Jamie Cohen-Cole. The Open Mind: Cold War Politics and the Sciences of Human Nature. Chicago: University of Chicago Press, 2014. 397pp. Figures, notes, bibliography, and index. $40.50.
Joy Rohde. Armed with Expertise: The Militarization of American Social Research during the Cold War. Ithaca, N.Y.: Cornell University Press, 2013. 224pp. Figures, notes, bibliography, and index. $29.95.

We will never agree on what we mean by the Cold War. The term may refer to U.S.–Soviet rivalry (in any of its long or short versions), to the U.S. policy of containment, to the sharp East/West division of Europe (1945–89), to the intersection of superpower contests with the torturous politics of decolonization—or all that combined, and more. The phrase works well enough in a book title, to be specified later in the text, but it lacks precision if assumed to mark a clearly bounded entity or to identify a causal force in history. When it appears as a modifier, it is always hard to know whether the object—for instance, “Cold War rationality”—was constituted by those events and forces we know as the Cold War, or whether it merely happened to emerge during the years when the Cold War also prevailed. What years were those, anyway? In the United States, “Cold War America” almost inevitably signals “the Fifties,” while we think the 1960s initiated the “unraveling of the Cold War consensus,” notwithstanding the ongoing Soviet-American contests through 1991. For the purposes of this essay, I will consider the years of the high Cold War to be 1948 through 1963. The books under review all place their central developments in that period, though their narratives of a particular mode of thought rising to prominence and then declining often stretch some decades beyond that time. [End Page 697]

Historians have moved far beyond simply identifying “Cold War culture” in terms of McCarthyism, conformity, and multiple metaphors of “containment,” as the subtler and diverse trends of the mid-century decades have come under the purview of careful archival research. The three works here are exemplary instances of this “new” Cold War intellectual and cultural history, even if they do not entirely escape the pitfalls of the old. They work generally within the parameters of the history of science; study the course of particular theories, disciplines, and institutions with great rigor; and disclose curious, contingent developments in the evolution of thought and culture that belie any stereotypical matching of complex ideas with political ideologies. All provide ample grounds for recognizing a good deal of irony in intellectual history.

How Reason Almost Lost Its Mind—a very effective collaboration among six writers of varying seniority but similarly high levels of sophistication—posits an ideal type of “Cold War rationality” (hereafter, “CWR”) that focused intellectual debate for a few decades after World War II. Across six articulated chapters exploring varied aspects of the “decision sciences,” the book charts what the authors see as a concerted effort “to articulate a pure rationality, valid independently of the problems to which it was applied, and therefore also valid for everyone and always” (p. 2).
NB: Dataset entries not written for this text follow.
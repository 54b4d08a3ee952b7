use serde::{Deserialize, Serialize};

/// Identity of a feed message. Assigned once by the registry, never reused.
#[derive(Debug, Clone, Copy, PartialEq, Eq, PartialOrd, Ord, Hash, Serialize, Deserialize)]
#[serde(transparent)]
pub struct MessageId(pub u64);

impl std::fmt::Display for MessageId {
    fn fmt(&self, f: &mut std::fmt::Formatter<'_>) -> std::fmt::Result {
        write!(f, "{}", self.0)
    }
}

/// Cosmetic category used by the renderer to pick a palette.
#[derive(Debug, Clone, Copy, PartialEq, Eq, Hash, Serialize, Deserialize)]
#[serde(rename_all = "lowercase")]
pub enum ColorTag {
    Pink,
    Blue,
    Purple,
    Green,
    Yellow,
    Indigo,
    Teal,
    Rose,
}

impl ColorTag {
    pub const ALL: [ColorTag; 8] = [
        ColorTag::Pink,
        ColorTag::Blue,
        ColorTag::Purple,
        ColorTag::Green,
        ColorTag::Yellow,
        ColorTag::Indigo,
        ColorTag::Teal,
        ColorTag::Rose,
    ];

    /// Palette position wraps, so any index maps to a tag.
    pub fn from_index(index: usize) -> Self {
        Self::ALL[index % Self::ALL.len()]
    }
}

impl std::fmt::Display for ColorTag {
    fn fmt(&self, f: &mut std::fmt::Formatter<'_>) -> std::fmt::Result {
        let s = match self {
            ColorTag::Pink => "pink",
            ColorTag::Blue => "blue",
            ColorTag::Purple => "purple",
            ColorTag::Green => "green",
            ColorTag::Yellow => "yellow",
            ColorTag::Indigo => "indigo",
            ColorTag::Teal => "teal",
            ColorTag::Rose => "rose",
        };
        write!(f, "{}", s)
    }
}

/// Admission path a message came through
#[derive(Debug, Clone, Copy, PartialEq, Eq, Hash, Serialize, Deserialize)]
#[serde(rename_all = "snake_case")]
pub enum MessageSource {
    /// Seeded from the preset catalog at startup
    Preset,
    /// Submitted by a user
    Live,
    /// Synthesised by the ambient ticker
    Ambient,
}

impl std::fmt::Display for MessageSource {
    fn fmt(&self, f: &mut std::fmt::Formatter<'_>) -> std::fmt::Result {
        match self {
            MessageSource::Preset => write!(f, "preset"),
            MessageSource::Live => write!(f, "live"),
            MessageSource::Ambient => write!(f, "ambient"),
        }
    }
}

/// Slack for comparing times rebuilt from `admitted_at + start_delay`.
pub const TIME_EPSILON: f64 = 1e-9;

/// A scheduled feed message.
///
/// All timing is in seconds on the feed clock. The visible interval is
/// half-open: `[start_at, end_at)`.
#[derive(Debug, Clone, PartialEq, Serialize, Deserialize)]
pub struct Message {
    pub id: MessageId,
    pub origin_label: String,
    pub action_label: String,
    pub recency_label: String,
    pub color_tag: ColorTag,
    pub source: MessageSource,
    pub admitted_at_secs: f64,
    pub start_delay_secs: f64,
    pub duration_secs: f64,
    pub lane: usize,
    pub vertical_offset: f64,
}

impl Message {
    pub fn start_at(&self) -> f64 {
        self.admitted_at_secs + self.start_delay_secs
    }

    pub fn end_at(&self) -> f64 {
        self.start_at() + self.duration_secs
    }

    /// Whether the message is on screen at `now`.
    pub fn is_active_at(&self, now: f64) -> bool {
        self.start_at() <= now && now < self.end_at()
    }

    /// Whether two messages' visible intervals intersect by more than
    /// [`TIME_EPSILON`].
    pub fn overlaps(&self, other: &Message) -> bool {
        self.start_at() < other.end_at() - TIME_EPSILON
            && other.start_at() < self.end_at() - TIME_EPSILON
    }
}

/// The read contract handed to the rendering layer.
#[derive(Debug, Clone, PartialEq, Serialize, Deserialize)]
#[serde(rename_all = "camelCase")]
pub struct FeedEntry {
    pub id: MessageId,
    pub lane: usize,
    pub vertical_offset: f64,
    pub start_delay_seconds: f64,
    pub duration_seconds: f64,
    pub origin_label: String,
    pub action_label: String,
    pub recency_label: String,
    pub color_tag: ColorTag,
    pub endorsement_count: u64,
}

impl FeedEntry {
    pub fn new(message: &Message, endorsement_count: u64) -> Self {
        Self {
            id: message.id,
            lane: message.lane,
            vertical_offset: message.vertical_offset,
            start_delay_seconds: message.start_delay_secs,
            duration_seconds: message.duration_secs,
            origin_label: message.origin_label.clone(),
            action_label: message.action_label.clone(),
            recency_label: message.recency_label.clone(),
            color_tag: message.color_tag,
            endorsement_count,
        }
    }
}

#[cfg(test)]
pub(crate) fn test_message(id: u64, lane: usize, start: f64, duration: f64) -> Message {
    Message {
        id: MessageId(id),
        origin_label: "Shanghai".to_string(),
        action_label: "had a full-sugar milk tea".to_string(),
        recency_label: "just now".to_string(),
        color_tag: ColorTag::Pink,
        source: MessageSource::Preset,
        admitted_at_secs: 0.0,
        start_delay_secs: start,
        duration_secs: duration,
        lane,
        vertical_offset: lane as f64 * 60.0,
    }
}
They distinguish such “rationality” from reason as previously understood (particularly by those systematizers who came before in the Enlightenment): the stringent terms of CWR called for fashioning a highly formal, abstract, and procedural standard of decision making, ideally algorithmic in character—that is, “a finite, well-defined set of rules to be applied unambiguously in specified settings” that could, by means of “simple, sequential steps” provide “optimal solutions to given problems” (pp. 29, 3–4). How Reason Almost Lost Its Mind makes a strong case that such an aspiration lay at the heart of military-linked research programs, particularly the development of linear programming around logistical problems like managing the Berlin airlift of 1948–49 and then the embrace...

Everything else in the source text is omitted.